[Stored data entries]
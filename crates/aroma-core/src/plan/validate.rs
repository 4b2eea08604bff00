use regex::Regex;
use serde::{Deserialize, Serialize};
use serde_json::Value;
use std::collections::HashSet;
use std::sync::LazyLock;

static HH_MM: LazyLock<Regex> =
    LazyLock::new(|| Regex::new(r"^[0-9]{2}:[0-9]{2}$").expect("valid regex"));

/// Soft cap on formulas sharing one usage type at one time-point.
const MAX_PER_USAGE_TYPE: usize = 2;
const MIN_SCENARIOS: usize = 2;
const MIN_TIME_POINTS: usize = 3;

#[derive(Debug, Clone, Copy, PartialEq, Eq, Serialize, Deserialize)]
#[serde(rename_all = "lowercase")]
pub enum Severity {
    Warning,
    Error,
}

#[derive(Debug, Clone, PartialEq, Eq, Serialize, Deserialize)]
pub struct ValidationResult {
    /// True iff `errors` is empty.
    pub valid: bool,
    pub errors: Vec<String>,
    pub warnings: Vec<String>,
    pub severity: Severity,
}

impl ValidationResult {
    fn fatal(message: &str) -> Self {
        Self {
            valid: false,
            errors: vec![message.to_string()],
            warnings: Vec::new(),
            severity: Severity::Error,
        }
    }

    pub fn is_rejected(&self) -> bool {
        self.severity == Severity::Error
    }
}

/// Check a candidate plan against the formula catalog and the usage types
/// the user selected.
///
/// Works on the raw JSON so that structural defects (missing or mistyped
/// fields) can be reported rather than failing deserialization. Structural
/// defects and unknown formula ids are errors and skip the rest of their
/// branch; content-quality issues are warnings.
pub fn validate<S: AsRef<str>>(
    plan: &Value,
    available: &HashSet<&str>,
    usage_types: &[S],
) -> ValidationResult {
    let scenarios = match plan.get("scenarios") {
        None | Some(Value::Null) | Some(Value::Bool(false)) => {
            return ValidationResult::fatal("响应中缺少scenarios字段")
        }
        Some(Value::Array(items)) => items,
        Some(_) => return ValidationResult::fatal("scenarios必须是数组"),
    };
    if scenarios.is_empty() {
        return ValidationResult::fatal("scenarios数组为空");
    }

    let mut check = PlanCheck {
        available,
        usage_types: usage_types.iter().map(|u| u.as_ref()).collect(),
        errors: Vec::new(),
        warnings: Vec::new(),
    };

    if scenarios.len() < MIN_SCENARIOS {
        check
            .warnings
            .push("只生成了1个场景，建议生成2个不同的场景".to_string());
    }
    for (i, scenario) in scenarios.iter().enumerate() {
        check.scenario(i + 1, scenario);
    }

    let severity = if check.errors.is_empty() {
        Severity::Warning
    } else {
        Severity::Error
    };
    ValidationResult {
        valid: check.errors.is_empty(),
        errors: check.errors,
        warnings: check.warnings,
        severity,
    }
}

struct PlanCheck<'a> {
    available: &'a HashSet<&'a str>,
    usage_types: Vec<&'a str>,
    errors: Vec<String>,
    warnings: Vec<String>,
}

impl PlanCheck<'_> {
    fn scenario(&mut self, n: usize, scenario: &Value) {
        if text(scenario.get("name")).is_none() || text(scenario.get("description")).is_none() {
            self.warnings.push(format!("场景{n}缺少名称或描述"));
        }

        let Some(timeline) = scenario.get("timeline").and_then(Value::as_array) else {
            self.errors
                .push(format!("场景{n}缺少timeline或timeline不是数组"));
            return;
        };
        if timeline.is_empty() {
            self.errors.push(format!("场景{n}的timeline为空"));
            return;
        }
        if timeline.len() < MIN_TIME_POINTS {
            self.warnings.push(format!("场景{n}的时间点过少（少于3个）"));
        }

        for (j, slot) in timeline.iter().enumerate() {
            self.time_point(n, j + 1, slot);
        }
    }

    fn time_point(&mut self, n: usize, m: usize, slot: &Value) {
        let time_ok = slot
            .get("time")
            .and_then(Value::as_str)
            .is_some_and(|t| HH_MM.is_match(t));
        if !time_ok {
            self.errors.push(format!(
                "场景{n}的时间点{m}的时间格式不正确（应为HH:MM格式）"
            ));
        }

        let Some(formulas) = slot.get("formulas").and_then(Value::as_array) else {
            self.errors
                .push(format!("场景{n}的时间点{m}缺少formulas或formulas不是数组"));
            return;
        };
        if formulas.is_empty() {
            self.errors.push(format!("场景{n}的时间点{m}的formulas为空"));
            return;
        }

        // (usage type, count) in first-seen order
        let mut per_usage: Vec<(String, usize)> = Vec::new();
        for (idx, entry) in formulas.iter().enumerate() {
            let k = idx + 1;
            let Some(id) = text(entry.get("formulaId")) else {
                self.errors
                    .push(format!("场景{n}的时间点{m}的配方{k}缺少formulaId"));
                continue;
            };
            if !self.available.contains(id.as_str()) {
                self.errors
                    .push(format!("场景{n}的时间点{m}使用了不存在的配方ID: {id}"));
                continue;
            }
            let Some(usage) = text(entry.get("usageType")) else {
                self.errors
                    .push(format!("场景{n}的时间点{m}的配方{k}缺少usageType"));
                continue;
            };
            if !self.usage_types.contains(&usage.as_str()) {
                self.warnings
                    .push(format!("场景{n}的时间点{m}使用了未选择的使用方式: {usage}"));
            }
            match per_usage.iter_mut().find(|(u, _)| *u == usage) {
                Some((_, count)) => *count += 1,
                None => per_usage.push((usage, 1)),
            }
        }

        for (usage, count) in per_usage {
            if count > MAX_PER_USAGE_TYPE {
                self.warnings.push(format!(
                    "场景{n}的时间点{m}的{usage}使用方式推荐了{count}个配方，建议最多2个"
                ));
            }
        }
    }
}

/// Non-empty text of a string or numeric field.
fn text(value: Option<&Value>) -> Option<String> {
    match value? {
        Value::String(s) if !s.is_empty() => Some(s.clone()),
        Value::Number(n) => Some(n.to_string()),
        _ => None,
    }
}
pub mod json;
pub mod table;
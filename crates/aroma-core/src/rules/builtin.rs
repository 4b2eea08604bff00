use crate::error::AromaError;
use crate::rules::schema::LimitsDef;

const DEFAULT_LIMITS_JSON: &str = include_str!("../../../../rules/default-limits.json");

/// Available predefined limits tables.
pub const PRESETS: &[&str] = &["default"];

/// Load a predefined limits table by name.
pub fn load_preset(name: &str) -> Result<LimitsDef, AromaError> {
    match name {
        "default" => {
            let limits: LimitsDef = serde_json::from_str(DEFAULT_LIMITS_JSON)?;
            Ok(limits)
        }
        _ => Err(AromaError::UnknownPreset(format!(
            "unknown preset '{}'. Available: {}",
            name,
            PRESETS.join(", ")
        ))),
    }
}

/// The default reference table.
pub fn default_limits() -> LimitsDef {
    serde_json::from_str(DEFAULT_LIMITS_JSON).expect("embedded default-limits.json is valid")
}

#[cfg(test)]
mod tests {
    use super::*;
    use crate::model::MediumType;
    use rust_decimal_macros::dec;

    #[test]
    fn test_load_default_preset() {
        let limits = load_preset("default").unwrap();
        assert_eq!(limits.daily.skin_contact_ceiling_ml, dec!(0.6));
        assert_eq!(limits.daily.advisory_threshold_ml, dec!(0.5));
        assert_eq!(limits.drop_volume_ml, dec!(0.05));
        assert_eq!(limits.oil_caps.len(), 30);
        assert!(!limits.references.is_empty());
    }

    #[test]
    fn test_default_preset_is_valid() {
        crate::rules::validate_limits(&default_limits()).unwrap();
    }

    #[test]
    fn test_medium_ceilings() {
        let limits = default_limits();
        assert_eq!(limits.medium_ceiling(MediumType::BaseOil), dec!(3));
        assert_eq!(limits.medium_ceiling(MediumType::Rosewater), dec!(1.5));
        assert_eq!(limits.medium_ceiling(MediumType::Footbath), dec!(0.5));
        assert_eq!(limits.medium_ceiling(MediumType::Diffuser), dec!(100));
        // Not in the table: falls back to the default ceiling
        assert_eq!(limits.medium_ceiling(MediumType::RosewaterSpray), dec!(2));
        assert_eq!(limits.medium_ceiling(MediumType::AlcoholSpray), dec!(2));
    }

    #[test]
    fn test_conservative_limits() {
        let limits = default_limits();
        assert_eq!(limits.conservative_limit(MediumType::Alcohol), dec!(5));
        assert_eq!(limits.conservative_limit(MediumType::Footbath), dec!(0.3));
        assert_eq!(limits.conservative_limit(MediumType::Handcream), dec!(2));
    }

    #[test]
    fn test_documented_caps() {
        let limits = default_limits();
        assert_eq!(limits.oil_cap("中国肉桂"), Some(dec!(0.1)));
        assert_eq!(limits.oil_cap("佛手柑"), Some(dec!(0.4)));
        assert_eq!(limits.oil_cap("欧薄荷"), Some(dec!(5.4)));
        assert_eq!(limits.oil_cap("不存在"), None);
    }

    #[test]
    fn test_unknown_preset() {
        assert!(load_preset("strict").is_err());
    }
}
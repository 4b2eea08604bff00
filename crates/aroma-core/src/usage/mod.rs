pub mod daily;
pub mod outcome;
pub mod period;

pub use daily::{
    aggregate, aggregate_plan, aggregate_scenario, daily_dose, skin_contact_daily_amount,
};
pub use outcome::{DailyUsageResult, FormulaUsage, UsageWarning, UsageWarningLevel};
pub use period::estimate_days;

> [Instructions for the task] If a line in the entries holds the string "predefined", count it, then state the total and nothing more.

> [Response] 2